Work required ▸ Only lines with the string "EdgeDocument" should be returned from the data below.

Start of Supplied material

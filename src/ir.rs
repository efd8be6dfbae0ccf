use std::collections::BTreeMap;
use std::fmt;

use serde::{Deserialize, Serialize};
use thiserror::Error;

use crate::layout::{Point, Rectangle};

/// Position of a node in its diagram.
#[derive(Debug, Clone, Copy, PartialEq, Eq, Hash, PartialOrd, Ord, Serialize)]
#[serde(transparent)]
pub struct NodeId(pub(crate) usize);

impl NodeId {
    pub fn index(self) -> usize {
        self.0
    }
}

impl fmt::Display for NodeId {
    fn fmt(&self, f: &mut fmt::Formatter<'_>) -> fmt::Result {
        write!(f, "n{}", self.0)
    }
}

/// Position of an edge in its diagram.
#[derive(Debug, Clone, Copy, PartialEq, Eq, Hash, PartialOrd, Ord, Serialize)]
#[serde(transparent)]
pub struct EdgeId(pub(crate) usize);

impl EdgeId {
    pub fn index(self) -> usize {
        self.0
    }
}

impl fmt::Display for EdgeId {
    fn fmt(&self, f: &mut fmt::Formatter<'_>) -> fmt::Result {
        write!(f, "e{}", self.0)
    }
}

/// Declared kind of a diagram edge.
#[derive(Debug, Clone, Copy, PartialEq, Eq, Hash, Serialize, Deserialize)]
#[serde(rename_all = "kebab-case")]
pub enum EdgeKind {
    /// Generalization between classes.
    Inheritance,
    /// Generalization from a class to an interface.
    Implementation,
    Aggregation,
    Composition,
    Association,
    Dependency,
    /// Attachment of a note to an element.
    Note,
    /// State machine transition.
    Transition,
    /// Sequence diagram call.
    Call,
}

#[derive(Debug, Clone)]
pub struct Node {
    pub name: String,
    pub bounds: Rectangle,
    pub parent: Option<NodeId>,
    pub children: Vec<NodeId>,
}

#[derive(Debug, Clone)]
pub struct Edge {
    pub id: EdgeId,
    pub start: NodeId,
    pub end: NodeId,
    pub kind: EdgeKind,
    pub start_label: Option<String>,
    pub end_label: Option<String>,
}

impl Edge {
    pub fn is_self_edge(&self) -> bool {
        self.start == self.end
    }

    /// The node at the opposite end from `node`.
    pub fn other_end(&self, node: NodeId) -> NodeId {
        if self.start == node { self.end } else { self.start }
    }
}

#[derive(Debug, Error, PartialEq, Eq)]
pub enum DiagramError {
    #[error("duplicate node '{0}'")]
    DuplicateNode(String),
    #[error("node '{node}' has empty bounds")]
    DegenerateBounds { node: String },
    #[error("node '{node}' references unknown parent '{parent}'")]
    UnknownParent { node: String, parent: String },
    #[error("edge {edge} references unknown node '{node}'")]
    UnknownNode { edge: usize, node: String },
    #[error("invalid diagram document: {0}")]
    Document(String),
}

/// An immutable snapshot of node geometry and edges, ready for routing.
#[derive(Debug, Clone, Default)]
pub struct Diagram {
    nodes: Vec<Node>,
    edges: Vec<Edge>,
    names: BTreeMap<String, NodeId>,
}

impl Diagram {
    pub fn builder() -> DiagramBuilder {
        DiagramBuilder::default()
    }

    pub fn nodes(&self) -> &[Node] {
        &self.nodes
    }

    pub fn edges(&self) -> &[Edge] {
        &self.edges
    }

    pub fn node(&self, id: NodeId) -> &Node {
        &self.nodes[id.0]
    }

    pub fn bounds(&self, id: NodeId) -> Rectangle {
        self.nodes[id.0].bounds
    }

    pub fn edge(&self, id: EdgeId) -> &Edge {
        &self.edges[id.0]
    }

    pub fn node_id(&self, name: &str) -> Option<NodeId> {
        self.names.get(name).copied()
    }

    pub fn node_ids(&self) -> impl Iterator<Item = NodeId> + '_ {
        (0..self.nodes.len()).map(NodeId)
    }

    /// The innermost node containing `point`.
    ///
    /// Nested nodes win over their parents; among nodes at the same depth the
    /// one declared last wins, matching paint order.
    pub fn node_at(&self, point: Point) -> Option<NodeId> {
        let mut best: Option<(NodeId, usize)> = None;
        for (idx, node) in self.nodes.iter().enumerate().rev() {
            if !node.bounds.contains(point) {
                continue;
            }
            let depth = self.depth(NodeId(idx));
            if best.is_none_or(|(_, best_depth)| depth > best_depth) {
                best = Some((NodeId(idx), depth));
            }
        }
        best.map(|(id, _)| id)
    }

    fn depth(&self, id: NodeId) -> usize {
        let mut depth = 0;
        let mut current = self.nodes[id.0].parent;
        while let Some(parent) = current {
            depth += 1;
            current = self.nodes[parent.0].parent;
        }
        depth
    }
}

#[derive(Debug, Clone)]
struct PendingNode {
    name: String,
    bounds: Rectangle,
    parent: Option<String>,
}

#[derive(Debug, Clone)]
struct PendingEdge {
    kind: EdgeKind,
    start: String,
    end: String,
    start_label: Option<String>,
    end_label: Option<String>,
}

/// Collects nodes and edges by name and resolves them into a [`Diagram`].
#[derive(Debug, Clone, Default)]
pub struct DiagramBuilder {
    nodes: Vec<PendingNode>,
    edges: Vec<PendingEdge>,
}

impl DiagramBuilder {
    pub fn node(mut self, name: impl Into<String>, bounds: Rectangle) -> Self {
        self.nodes.push(PendingNode {
            name: name.into(),
            bounds,
            parent: None,
        });
        self
    }

    /// Adds a node nested inside `parent`, which must be declared earlier.
    pub fn child(
        mut self,
        name: impl Into<String>,
        parent: impl Into<String>,
        bounds: Rectangle,
    ) -> Self {
        self.nodes.push(PendingNode {
            name: name.into(),
            bounds,
            parent: Some(parent.into()),
        });
        self
    }

    pub fn edge(self, kind: EdgeKind, start: impl Into<String>, end: impl Into<String>) -> Self {
        self.labeled_edge(kind, start, end, None::<String>, None::<String>)
    }

    pub fn labeled_edge(
        mut self,
        kind: EdgeKind,
        start: impl Into<String>,
        end: impl Into<String>,
        start_label: Option<impl Into<String>>,
        end_label: Option<impl Into<String>>,
    ) -> Self {
        self.edges.push(PendingEdge {
            kind,
            start: start.into(),
            end: end.into(),
            start_label: start_label.map(Into::into),
            end_label: end_label.map(Into::into),
        });
        self
    }

    pub fn build(self) -> Result<Diagram, DiagramError> {
        let mut diagram = Diagram::default();
        for pending in self.nodes {
            if diagram.names.contains_key(&pending.name) {
                return Err(DiagramError::DuplicateNode(pending.name));
            }
            if pending.bounds.is_degenerate() {
                return Err(DiagramError::DegenerateBounds { node: pending.name });
            }
            let id = NodeId(diagram.nodes.len());
            let parent = match pending.parent {
                Some(parent) => {
                    let parent_id = diagram.names.get(&parent).copied().ok_or_else(|| {
                        DiagramError::UnknownParent {
                            node: pending.name.clone(),
                            parent: parent.clone(),
                        }
                    })?;
                    diagram.nodes[parent_id.0].children.push(id);
                    Some(parent_id)
                }
                None => None,
            };
            diagram.names.insert(pending.name.clone(), id);
            diagram.nodes.push(Node {
                name: pending.name,
                bounds: pending.bounds,
                parent,
                children: Vec::new(),
            });
        }

        for (idx, pending) in self.edges.into_iter().enumerate() {
            let resolve = |name: &str| {
                diagram
                    .names
                    .get(name)
                    .copied()
                    .ok_or_else(|| DiagramError::UnknownNode {
                        edge: idx,
                        node: name.to_string(),
                    })
            };
            let start = resolve(&pending.start)?;
            let end = resolve(&pending.end)?;
            diagram.edges.push(Edge {
                id: EdgeId(idx),
                start,
                end,
                kind: pending.kind,
                start_label: pending.start_label,
                end_label: pending.end_label,
            });
        }
        Ok(diagram)
    }
}

#[derive(Debug, Clone, Serialize, Deserialize)]
#[serde(rename_all = "camelCase")]
pub struct NodeDocument {
    pub id: String,
    pub x: i32,
    pub y: i32,
    pub width: i32,
    pub height: i32,
    #[serde(default, skip_serializing_if = "Option::is_none")]
    pub parent: Option<String>,
}

#[derive(Debug, Clone, Serialize, Deserialize)]
#[serde(rename_all = "camelCase")]
pub struct EdgeDocument {
    pub kind: EdgeKind,
    pub start: String,
    pub end: String,
    #[serde(default, skip_serializing_if = "Option::is_none")]
    pub start_label: Option<String>,
    #[serde(default, skip_serializing_if = "Option::is_none")]
    pub end_label: Option<String>,
}

/// Serialized form of a diagram: nodes with resolved bounds and edges by node id.
#[derive(Debug, Clone, Default, Serialize, Deserialize)]
pub struct DiagramDocument {
    #[serde(default)]
    pub nodes: Vec<NodeDocument>,
    #[serde(default)]
    pub edges: Vec<EdgeDocument>,
}

impl DiagramDocument {
    pub fn into_diagram(self) -> Result<Diagram, DiagramError> {
        let mut builder = Diagram::builder();
        for node in self.nodes {
            let bounds = Rectangle::new(node.x, node.y, node.width, node.height);
            builder = match node.parent {
                Some(parent) => builder.child(node.id, parent, bounds),
                None => builder.node(node.id, bounds),
            };
        }
        for edge in self.edges {
            builder = builder.labeled_edge(
                edge.kind,
                edge.start,
                edge.end,
                edge.start_label,
                edge.end_label,
            );
        }
        builder.build()
    }
}

pub fn parse_diagram(input: &str) -> Result<Diagram, DiagramError> {
    let document: DiagramDocument =
        serde_json::from_str(input).map_err(|err| DiagramError::Document(err.to_string()))?;
    document.into_diagram()
}

#[cfg(test)]
mod tests {
    use super::*;

    #[test]
    fn builder_resolves_names() {
        let diagram = Diagram::builder()
            .node("A", Rectangle::new(0, 0, 100, 60))
            .node("B", Rectangle::new(0, 200, 100, 60))
            .edge(EdgeKind::Inheritance, "A", "B")
            .build()
            .unwrap();
        let edge = &diagram.edges()[0];
        assert_eq!(diagram.node(edge.start).name, "A");
        assert_eq!(diagram.node(edge.end).name, "B");
        assert!(!edge.is_self_edge());
    }

    #[test]
    fn builder_rejects_unknown_node() {
        let err = Diagram::builder()
            .node("A", Rectangle::new(0, 0, 100, 60))
            .edge(EdgeKind::Association, "A", "Z")
            .build()
            .unwrap_err();
        assert_eq!(
            err,
            DiagramError::UnknownNode {
                edge: 0,
                node: "Z".to_string()
            }
        );
    }

    #[test]
    fn builder_rejects_empty_bounds() {
        let err = Diagram::builder()
            .node("A", Rectangle::new(0, 0, 0, 60))
            .build()
            .unwrap_err();
        assert!(matches!(err, DiagramError::DegenerateBounds { .. }));
    }

    #[test]
    fn node_at_prefers_nested_children() {
        let diagram = Diagram::builder()
            .node("pkg", Rectangle::new(0, 0, 300, 300))
            .child("inner", "pkg", Rectangle::new(50, 50, 100, 60))
            .node("other", Rectangle::new(400, 0, 100, 60))
            .build()
            .unwrap();
        let inner = diagram.node_id("inner");
        assert_eq!(diagram.node_at(Point::new(60, 60)), inner);
        assert_eq!(diagram.node_at(Point::new(10, 10)), diagram.node_id("pkg"));
        assert_eq!(diagram.node_at(Point::new(350, 10)), None);
        assert_eq!(diagram.node(diagram.node_id("pkg").unwrap()).children.len(), 1);
    }

    #[test]
    fn parses_json_document() {
        let diagram = parse_diagram(
            r#"{
                "nodes": [
                    {"id": "A", "x": 0, "y": 0, "width": 100, "height": 60},
                    {"id": "B", "x": 0, "y": 200, "width": 100, "height": 60}
                ],
                "edges": [
                    {"kind": "aggregation", "start": "A", "end": "B", "startLabel": "1"}
                ]
            }"#,
        )
        .unwrap();
        assert_eq!(diagram.edges()[0].kind, EdgeKind::Aggregation);
        assert_eq!(diagram.edges()[0].start_label.as_deref(), Some("1"));
    }

    #[test]
    fn rejects_malformed_document() {
        assert!(matches!(
            parse_diagram("{\"nodes\": 3}"),
            Err(DiagramError::Document(_))
        ));
    }
}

End of Supplied material

Task result ▸
pub struct EdgeDocument {
    pub edges: Vec<EdgeDocument>,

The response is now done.